## PROVIDED DATA
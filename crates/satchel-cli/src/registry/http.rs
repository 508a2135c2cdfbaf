//! HTTP registry
//!
//! Same index shape as the filesystem registry, served over http(s):
//! `GET <base>/<plugin>/index.toml`, artifacts fetched relative to the
//! plugin's URL unless the index names a fully-qualified URL.

use anyhow::{Context, Result};

use crate::install::resolver::ResolvedPackage;

use super::{best_match, parse_index, RegistryClient, INDEX_FILE_NAME};

pub struct HttpRegistry {
    base: String,
    client: reqwest::blocking::Client,
}

impl HttpRegistry {
    pub fn new(base: String) -> Self {
        HttpRegistry {
            base: base.trim_end_matches('/').to_string(),
            client: reqwest::blocking::Client::new(),
        }
    }

    fn plugin_url(&self, name: &str) -> String {
        format!("{}/{}", self.base, name)
    }
}

impl RegistryClient for HttpRegistry {
    fn resolve_package(
        &self,
        name: &str,
        version_spec: Option<&str>,
    ) -> Result<Option<ResolvedPackage>> {
        let index_url = format!("{}/{}", self.plugin_url(name), INDEX_FILE_NAME);
        let response = self
            .client
            .get(&index_url)
            .send()
            .with_context(|| format!("request {index_url}"))?;

        if response.status() == reqwest::StatusCode::NOT_FOUND {
            tracing::debug!(name, registry = %self.base, "no registry index");
            return Ok(None);
        }
        if !response.status().is_success() {
            anyhow::bail!("registry request failed: HTTP {} for {index_url}", response.status());
        }

        let content = response
            .text()
            .with_context(|| format!("read {index_url}"))?;
        let index = parse_index(&content).with_context(|| format!("parse {index_url}"))?;

        let Some(entry) = best_match(&index.versions, version_spec) else {
            return Ok(None);
        };

        let artifact_url = if entry.artifact.starts_with("http://")
            || entry.artifact.starts_with("https://")
        {
            entry.artifact.clone()
        } else {
            format!("{}/{}", self.plugin_url(name), entry.artifact)
        };

        Ok(Some(ResolvedPackage {
            name: name.to_string(),
            version: entry.version.clone(),
            locator: artifact_url,
            integrity: None,
            local_path: None,
        }))
    }
}
use std::path::PathBuf;
use thiserror::Error;

/// Errors from the persistent stores (state file, lockfile)
#[derive(Debug, Error)]
pub enum StoreError {
    #[error("IO error: {0}")]
    Io(#[from] std::io::Error),

    #[error("Failed to parse store file: {0}")]
    Parse(#[from] toml::de::Error),

    #[error("Failed to serialize store file: {0}")]
    Serialize(#[from] toml::ser::Error),
}

/// Errors from plugin descriptor loading
#[derive(Debug, Error)]
pub enum DescriptorError {
    #[error("IO error: {0}")]
    Io(#[from] std::io::Error),

    #[error("No plugin descriptor (plugin.toml or plugin.yaml) in {0}")]
    NotFound(PathBuf),

    #[error("Failed to parse plugin descriptor: {0}")]
    ParseToml(#[from] toml::de::Error),

    #[error("Failed to parse plugin descriptor: {0}")]
    ParseYaml(#[from] serde_yaml::Error),

    #[error("Invalid plugin descriptor: {0}")]
    Invalid(String),
}
//! Restricted predicate evaluation for conditional context items
//!
//! Conditional context entries carry a `when` string evaluated against the
//! template context. The supported subset is deliberately small:
//!
//! - dotted-path lookups: `platform.name`, `profile`
//! - literals: single- or double-quoted strings, integers, `true`, `false`
//! - operators: `==`, `!=`, `in` (membership in an array, substring of a
//!   string, or key of an object)
//! - a bare operand, tested for truthiness
//!
//! Truthiness: booleans as-is; numbers when non-zero; strings when equal to
//! `"true"`, `"1"` or `"yes"` (case-insensitive); arrays and objects when
//! non-empty; null, missing paths and everything else are false.
//!
//! Evaluation is never fatal: a malformed or failing predicate simply makes
//! the conditional item resolve to false.

use serde_json::Value;

use super::template::lookup_path;

#[derive(Debug, PartialEq)]
enum Token {
    Operand(String),
    Eq,
    Ne,
    In,
}

/// Evaluate a predicate against the template context
///
/// Any parse or lookup failure yields `false`.
pub fn evaluate(expression: &str, context: &Value) -> bool {
    eval_inner(expression, context).unwrap_or(false)
}

fn eval_inner(expression: &str, context: &Value) -> Option<bool> {
    let tokens = tokenize(expression)?;

    match tokens.as_slice() {
        [Token::Operand(single)] => Some(is_truthy(&resolve_operand(single, context)?)),
        [Token::Operand(lhs), op, Token::Operand(rhs)] => {
            let left = resolve_operand(lhs, context)?;
            let right = resolve_operand(rhs, context)?;
            match op {
                Token::Eq => Some(values_equal(&left, &right)),
                Token::Ne => Some(!values_equal(&left, &right)),
                Token::In => Some(contains(&right, &left)),
                Token::Operand(_) => None,
            }
        }
        _ => None,
    }
}

/// Split an expression into operands and operators, honoring quotes
fn tokenize(expression: &str) -> Option<Vec<Token>> {
    let mut tokens = Vec::new();
    let mut current = String::new();
    let mut quote: Option<char> = None;

    for ch in expression.chars() {
        match quote {
            Some(q) => {
                current.push(ch);
                if ch == q {
                    quote = None;
                }
            }
            None if ch == '\'' || ch == '"' => {
                current.push(ch);
                quote = Some(ch);
            }
            None if ch.is_whitespace() => {
                if !current.is_empty() {
                    tokens.push(word_to_token(&current));
                    current.clear();
                }
            }
            None => current.push(ch),
        }
    }

    // Unterminated quote
    if quote.is_some() {
        return None;
    }
    if !current.is_empty() {
        tokens.push(word_to_token(&current));
    }
    if tokens.is_empty() {
        return None;
    }

    Some(tokens)
}

fn word_to_token(word: &str) -> Token {
    match word {
        "==" => Token::Eq,
        "!=" => Token::Ne,
        "in" => Token::In,
        other => Token::Operand(other.to_string()),
    }
}

/// Turn an operand word into a JSON value: literal or context lookup
fn resolve_operand(word: &str, context: &Value) -> Option<Value> {
    if word.len() >= 2 {
        let first = word.chars().next()?;
        if (first == '\'' || first == '"') && word.ends_with(first) {
            return Some(Value::String(word[1..word.len() - 1].to_string()));
        }
    }

    match word {
        "true" => return Some(Value::Bool(true)),
        "false" => return Some(Value::Bool(false)),
        _ => {}
    }

    if let Ok(number) = word.parse::<i64>() {
        return Some(Value::Number(number.into()));
    }

    // A dotted path that resolves to nothing is a valid, falsy outcome
    Some(lookup_path(context, word).cloned().unwrap_or(Value::Null))
}

fn values_equal(left: &Value, right: &Value) -> bool {
    left == right
}

fn contains(haystack: &Value, needle: &Value) -> bool {
    match haystack {
        Value::Array(items) => items.iter().any(|item| item == needle),
        Value::String(s) => match needle {
            Value::String(sub) => s.contains(sub.as_str()),
            _ => false,
        },
        Value::Object(map) => match needle {
            Value::String(key) => map.contains_key(key),
            _ => false,
        },
        _ => false,
    }
}

fn is_truthy(value: &Value) -> bool {
    match value {
        Value::Bool(b) => *b,
        Value::Number(n) => n.as_f64().is_some_and(|f| f != 0.0),
        Value::String(s) => {
            let lowered = s.to_lowercase();
            lowered == "true" || lowered == "1" || lowered == "yes"
        }
        Value::Array(items) => !items.is_empty(),
        Value::Object(map) => !map.is_empty(),
        Value::Null => false,
    }
}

## PROMPT
The string "content" may appear in the lines of the records above. State how many lines contain it, with no other words.

## OUTPUT
2